Only the lines from the first line of the records through the line containing "impl DebugScanSink for" belong in the answer. Copy them exactly.
BEGIN Dataset excerpts
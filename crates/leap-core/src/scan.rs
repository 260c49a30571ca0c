//! Debug-scan byte sink
//!
//! Scan chains arrive as a byte stream with an end-of-message marker on the
//! last byte. Formatting the result is up to the sink.

use std::sync::Mutex;

pub trait DebugScanSink: Send + Sync {
    fn send(&self, byte: u8, end_of_message: bool);
}

/// Assembles complete scan messages
#[derive(Debug, Default)]
pub struct ScanCollector {
    inner: Mutex<ScanState>,
}

#[derive(Debug, Default)]
struct ScanState {
    partial: Vec<u8>,
    done: Vec<Vec<u8>>,
}

impl ScanCollector {
    pub fn new() -> Self {
        Self::default()
    }

    /// Take every completed message, oldest first
    pub fn take_messages(&self) -> Vec<Vec<u8>> {
        std::mem::take(&mut self.inner.lock().unwrap().done)
    }

    /// Bytes received since the last end-of-message
    pub fn pending_bytes(&self) -> usize {
        self.inner.lock().unwrap().partial.len()
    }
}

impl DebugScanSink for ScanCollector {
    fn send(&self, byte: u8, end_of_message: bool) {
        let mut state = self.inner.lock().unwrap();
        state.partial.push(byte);
        if end_of_message {
            let msg = std::mem::take(&mut state.partial);
            state.done.push(msg);
        }
    }
}

#[cfg(test)]
mod tests {
    use super::*;

    #[test]
    fn test_collector_splits_messages() {
        let c = ScanCollector::new();
        for (i, b) in b"abc".iter().enumerate() {
            c.send(*b, i == 2);
        }
        c.send(b'z', false);
        assert_eq!(c.pending_bytes(), 1);
        assert_eq!(c.take_messages(), vec![b"abc".to_vec()]);
        assert!(c.take_messages().is_empty());
        c.send(b'!', true);
        assert_eq!(c.take_messages(), vec![b"z!".to_vec()]);
    }
}
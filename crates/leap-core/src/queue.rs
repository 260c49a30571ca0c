//! Bounded queue shared by connected LI half-channels
//!
//! Lock-free `ArrayQueue` storage for the non-blocking path; a
//! Mutex/Condvar pair is only touched when a caller actually has to wait.
//!
//! Producers claim a slot before writing it, so several producers can
//! each hold a slot in different queues and commit all of them or none
//! (`try_reserve`).
//!
//! Waiters re-check the queue under the gate lock and wait with a short
//! timeout, so a wakeup racing the waiter registration costs at most one
//! `WAIT_SLICE`.

use crate::error::TryPushError;
use crossbeam_queue::ArrayQueue;
use std::sync::atomic::{AtomicUsize, Ordering};
use std::sync::{Condvar, Mutex};
use std::time::{Duration, Instant};

const WAIT_SLICE: Duration = Duration::from_millis(10);

pub struct BoundedQueue<T> {
    slots: ArrayQueue<T>,
    /// Slots holding a value or claimed by a `Reserved`
    claimed: AtomicUsize,
    gate: Mutex<()>,
    not_empty: Condvar,
    not_full: Condvar,
    /// Threads currently blocked in `push`/`pop`
    waiters: AtomicUsize,
}

impl<T> BoundedQueue<T> {
    /// Create a queue holding at most `depth` values (minimum 1)
    pub fn new(depth: usize) -> Self {
        Self {
            slots: ArrayQueue::new(depth.max(1)),
            claimed: AtomicUsize::new(0),
            gate: Mutex::new(()),
            not_empty: Condvar::new(),
            not_full: Condvar::new(),
            waiters: AtomicUsize::new(0),
        }
    }

    #[inline]
    pub fn try_push(&self, value: T) -> Result<(), TryPushError<T>> {
        match self.try_reserve() {
            Some(slot) => {
                slot.fill(value);
                Ok(())
            }
            None => Err(TryPushError(value)),
        }
    }

    /// Claim one slot without writing it yet
    pub fn try_reserve(&self) -> Option<Reserved<'_, T>> {
        let cap = self.slots.capacity();
        self.claimed
            .fetch_update(Ordering::AcqRel, Ordering::Acquire, |n| (n < cap).then_some(n + 1))
            .ok()
            .map(|_| Reserved { queue: self, live: true })
    }

    fn fill(&self, value: T) {
        // Every claim has room in `slots`; pops release their claim last
        let mut value = value;
        while let Err(back) = self.slots.push(value) {
            value = back;
            std::hint::spin_loop();
        }
        self.notify(&self.not_empty);
    }

    fn release_claim(&self) {
        self.claimed.fetch_sub(1, Ordering::AcqRel);
        self.notify(&self.not_full);
    }

    #[inline]
    pub fn try_pop(&self) -> Option<T> {
        let value = self.slots.pop();
        if value.is_some() {
            self.release_claim();
        }
        value
    }

    /// Push, blocking the OS thread while the queue is full
    pub fn push(&self, value: T) {
        let mut value = value;
        loop {
            match self.try_push(value) {
                Ok(()) => return,
                Err(TryPushError(back)) => value = back,
            }
            self.wait_while(&self.not_full, || self.is_full(), WAIT_SLICE);
        }
    }

    /// Pop, blocking the OS thread while the queue is empty
    pub fn pop(&self) -> T {
        loop {
            if let Some(v) = self.try_pop() {
                return v;
            }
            self.wait_while(&self.not_empty, || self.slots.is_empty(), WAIT_SLICE);
        }
    }

    /// Pop, giving up after `timeout`
    pub fn pop_timeout(&self, timeout: Duration) -> Option<T> {
        let deadline = Instant::now() + timeout;
        loop {
            if let Some(v) = self.try_pop() {
                return Some(v);
            }
            let now = Instant::now();
            if now >= deadline {
                return None;
            }
            let slice = (deadline - now).min(WAIT_SLICE);
            self.wait_while(&self.not_empty, || self.slots.is_empty(), slice);
        }
    }

    #[inline]
    pub fn len(&self) -> usize {
        self.slots.len()
    }

    #[inline]
    pub fn is_empty(&self) -> bool {
        self.slots.is_empty()
    }

    /// True when every slot is taken, counting reserved ones
    #[inline]
    pub fn is_full(&self) -> bool {
        self.claimed.load(Ordering::Acquire) >= self.slots.capacity()
    }

    #[inline]
    pub fn capacity(&self) -> usize {
        self.slots.capacity()
    }

    fn wait_while(&self, cond: &Condvar, blocked: impl Fn() -> bool, slice: Duration) {
        self.waiters.fetch_add(1, Ordering::SeqCst);
        let guard = self.gate.lock().unwrap();
        if blocked() {
            let _ = cond.wait_timeout(guard, slice);
        }
        self.waiters.fetch_sub(1, Ordering::SeqCst);
    }

    fn notify(&self, cond: &Condvar) {
        if self.waiters.load(Ordering::SeqCst) > 0 {
            let _guard = self.gate.lock().unwrap();
            cond.notify_all();
        }
    }
}

/// A slot claimed in a `BoundedQueue`. Dropping it unfilled gives the
/// slot back.
pub struct Reserved<'a, T> {
    queue: &'a BoundedQueue<T>,
    live: bool,
}

impl<T> Reserved<'_, T> {
    pub fn fill(mut self, value: T) {
        self.live = false;
        self.queue.fill(value);
    }
}

impl<T> Drop for Reserved<'_, T> {
    fn drop(&mut self) {
        if self.live {
            self.queue.release_claim();
        }
    }
}

impl<T> std::fmt::Debug for BoundedQueue<T> {
    fn fmt(&self, f: &mut std::fmt::Formatter<'_>) -> std::fmt::Result {
        f.debug_struct("BoundedQueue")
            .field("len", &self.len())
            .field("capacity", &self.capacity())
            .finish()
    }
}

#[cfg(test)]
mod tests {
    use super::*;
    use std::sync::Arc;
    use std::thread;

    #[test]
    fn test_fifo_and_bounds() {
        let q = BoundedQueue::new(2);
        q.try_push(1).unwrap();
        q.try_push(2).unwrap();
        assert!(q.is_full());
        assert_eq!(q.try_push(3), Err(TryPushError(3)));
        assert_eq!(q.try_pop(), Some(1));
        q.try_push(3).unwrap();
        assert_eq!(q.try_pop(), Some(2));
        assert_eq!(q.try_pop(), Some(3));
        assert_eq!(q.try_pop(), None);
    }

    #[test]
    fn test_reserved_slots_count_as_full() {
        let q = BoundedQueue::new(2);
        let a = q.try_reserve().unwrap();
        q.try_push(1).unwrap();
        assert!(q.is_full());
        assert!(q.try_reserve().is_none());
        assert_eq!(q.try_push(2), Err(TryPushError(2)));
        drop(a);
        assert!(!q.is_full());
        q.try_reserve().unwrap().fill(3);
        assert_eq!(q.try_pop(), Some(1));
        assert_eq!(q.try_pop(), Some(3));
        assert!(q.is_empty());
    }

    #[test]
    fn test_zero_depth_is_clamped() {
        let q: BoundedQueue<u8> = BoundedQueue::new(0);
        assert_eq!(q.capacity(), 1);
    }

    #[test]
    fn test_blocking_push_pop_across_threads() {
        let q = Arc::new(BoundedQueue::new(4));
        let producer = {
            let q = Arc::clone(&q);
            thread::spawn(move || {
                for i in 0..1000u32 {
                    q.push(i);
                }
            })
        };
        let mut got = Vec::with_capacity(1000);
        for _ in 0..1000 {
            got.push(q.pop());
        }
        producer.join().unwrap();
        assert_eq!(got, (0..1000).collect::<Vec<_>>());
    }

    #[test]
    fn test_pop_timeout_expires() {
        let q: BoundedQueue<u8> = BoundedQueue::new(1);
        let start = Instant::now();
        assert_eq!(q.pop_timeout(Duration::from_millis(30)), None);
        assert!(start.elapsed() >= Duration::from_millis(25));
    }
}
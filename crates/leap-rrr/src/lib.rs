//! # leap-rrr
//!
//! Remote-request-response transport: many services multiplexed over one
//! physical channel.
//!
//! ## Layers
//!
//! - `framing` / `device` / `physical` - messages cut into 16-byte chunks
//!   and moved by a `ChunkDevice`
//! - `client` - blocking requests from the system thread and the monitor
//! - `service` / `monitor` - dispatch of inbound requests, and the thread
//!   that reads the channel
//! - `assertions` - built-in assertion service
//!
//! ```rust,ignore
//! use leap_rrr::{ChunkedChannel, Message, Monitor, MonitorConfig, ServiceStub};
//!
//! let (local, remote) = ChunkedChannel::loopback_pair();
//! let (mut system, mut monitor) = Monitor::over(Arc::new(local));
//! monitor.register_service(Box::new(ServiceStub::new(7, "math")))?;
//! let running = monitor.spawn(MonitorConfig::from_env())?;
//! let resp = system.make_request(Message::request(7, 1).with_u16(0xABCD))?;
//! ```

pub mod assertions;
pub mod client;
pub mod device;
pub mod error;
pub mod framing;
pub mod message;
pub mod monitor;
pub mod physical;
pub mod service;

pub use assertions::{AssertionsService, Severity, ASSERTIONS_SERVICE_ID};
pub use client::{RrrClient, ServiceHandle, SystemHandle};
pub use device::{ChunkDevice, LoopbackDevice};
pub use error::{RrrError, RrrResult};
pub use framing::{encode_chunks, Chunk, Reassembler, CHUNK_BYTES};
pub use message::{
    chunks_for_payload, Message, PayloadReader, CHANNEL_CLIENT, CHANNEL_LI_CREDIT,
    CHANNEL_LI_DATA, CHANNEL_SERVER,
};
pub use monitor::{InboundSink, Monitor, MonitorConfig, MonitorHandle, MonitorStats};
pub use physical::{ChunkedChannel, PhysicalChannel};
pub use service::{RrrService, ServiceStub, ServiceTable};
//! Portable parking on `std::sync::Condvar`

use super::IdleParking;
use std::sync::atomic::{AtomicUsize, Ordering};
use std::sync::{Condvar, Mutex};
use std::time::{Duration, Instant};

pub struct CondvarParking {
    /// Wake epoch
    epoch: Mutex<u64>,
    condvar: Condvar,
    parked: AtomicUsize,
}

impl CondvarParking {
    pub fn new() -> Self {
        Self {
            epoch: Mutex::new(0),
            condvar: Condvar::new(),
            parked: AtomicUsize::new(0),
        }
    }

    fn bump(&self) -> bool {
        if self.parked.load(Ordering::SeqCst) == 0 {
            return false;
        }
        *self.epoch.lock().unwrap() += 1;
        true
    }
}

impl Default for CondvarParking {
    fn default() -> Self {
        Self::new()
    }
}

impl IdleParking for CondvarParking {
    fn park(&self, timeout: Option<Duration>, has_work: &dyn Fn() -> bool) -> bool {
        self.parked.fetch_add(1, Ordering::SeqCst);
        let mut guard = self.epoch.lock().unwrap();
        let seen = *guard;

        let woken = if has_work() {
            false
        } else {
            let deadline = timeout.map(|t| Instant::now() + t);
            loop {
                if *guard != seen {
                    break true;
                }
                match deadline {
                    None => guard = self.condvar.wait(guard).unwrap(),
                    Some(deadline) => {
                        let now = Instant::now();
                        if now >= deadline {
                            break false;
                        }
                        guard = self.condvar.wait_timeout(guard, deadline - now).unwrap().0;
                    }
                }
            }
        };

        drop(guard);
        self.parked.fetch_sub(1, Ordering::SeqCst);
        woken
    }

    fn wake_one(&self) {
        if self.bump() {
            self.condvar.notify_one();
        }
    }

    fn wake_all(&self) {
        if self.bump() {
            self.condvar.notify_all();
        }
    }

    fn parked_count(&self) -> usize {
        self.parked.load(Ordering::Relaxed)
    }
}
END Dataset excerpts
### The completed task
filename crates/leap-core/src/scan.rs
repository 260c49a30571ca0c
//! Debug-scan byte sink
//!
//! Scan chains arrive as a byte stream with an end-of-message marker on the
//! last byte. Formatting the result is up to the sink.

use std::sync::Mutex;

pub trait DebugScanSink: Send + Sync {
    fn send(&self, byte: u8, end_of_message: bool);
}

/// Assembles complete scan messages
#[derive(Debug, Default)]
pub struct ScanCollector {
    inner: Mutex<ScanState>,
}

#[derive(Debug, Default)]
struct ScanState {
    partial: Vec<u8>,
    done: Vec<Vec<u8>>,
}

impl ScanCollector {
    pub fn new() -> Self {
        Self::default()
    }

    /// Take every completed message, oldest first
    pub fn take_messages(&self) -> Vec<Vec<u8>> {
        std::mem::take(&mut self.inner.lock().unwrap().done)
    }

    /// Bytes received since the last end-of-message
    pub fn pending_bytes(&self) -> usize {
        self.inner.lock().unwrap().partial.len()
    }
}

impl DebugScanSink for ScanCollector {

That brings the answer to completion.